- Assignment
Would you print out every entry exactly as given?

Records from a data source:
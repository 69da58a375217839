use thiserror::Error;

/// Why a single line of BNF text failed to parse. Columns are 1-based.
#[derive(Debug, Clone, PartialEq, Eq, Error)]
pub enum SyntaxError {
    #[error("illegal character '{ch}' at column {column}")]
    IllegalChar { ch: char, column: usize },
    #[error("unexpected token '{found}' at column {column}")]
    UnexpectedToken { found: String, column: usize },
    #[error("unmatched '(' at column {column}")]
    UnclosedParen { column: usize },
    #[error("trailing input '{found}' at column {column}")]
    TrailingInput { found: String, column: usize },
    #[error("unexpected end of input")]
    UnexpectedEnd,
}

#[derive(Debug, Error)]
pub enum Error {
    /// The cause is part of the message, not a chained source.
    #[error("line {line}: syntax error: {error}")]
    Syntax { line: usize, error: SyntaxError },
    #[error("line {line}: invalid token '{token}' for dpll mode in '{text}'")]
    Format {
        line: usize,
        token: String,
        text: String,
    },
    #[error("invalid option: {0}")]
    Config(String),
    #[error("internal error: {0}")]
    Internal(String),
    #[error("i/o error: {0}")]
    Io(#[from] std::io::Error),
}

pub type Result<T> = std::result::Result<T, Error>;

- Your response
repository 69da58a375217839
use thiserror::Error;

/// Why a single line of BNF text failed to parse. Columns are 1-based.
#[derive(Debug, Clone, PartialEq, Eq, Error)]
pub enum SyntaxError {
    #[error("illegal character '{ch}' at column {column}")]
    IllegalChar { ch: char, column: usize },
    #[error("unexpected token '{found}' at column {column}")]
    UnexpectedToken { found: String, column: usize },
    #[error("unmatched '(' at column {column}")]
    UnclosedParen { column: usize },
    #[error("trailing input '{found}' at column {column}")]
    TrailingInput { found: String, column: usize },
    #[error("unexpected end of input")]
    UnexpectedEnd,
}

#[derive(Debug, Error)]
pub enum Error {
    /// The cause is part of the message, not a chained source.
    #[error("line {line}: syntax error: {error}")]
    Syntax { line: usize, error: SyntaxError },
    #[error("line {line}: invalid token '{token}' for dpll mode in '{text}'")]
    Format {
        line: usize,
        token: String,
        text: String,
    },
    #[error("invalid option: {0}")]
    Config(String),
    #[error("internal error: {0}")]
    Internal(String),
    #[error("i/o error: {0}")]
    Io(#[from] std::io::Error),
}

pub type Result<T> = std::result::Result<T, Error>;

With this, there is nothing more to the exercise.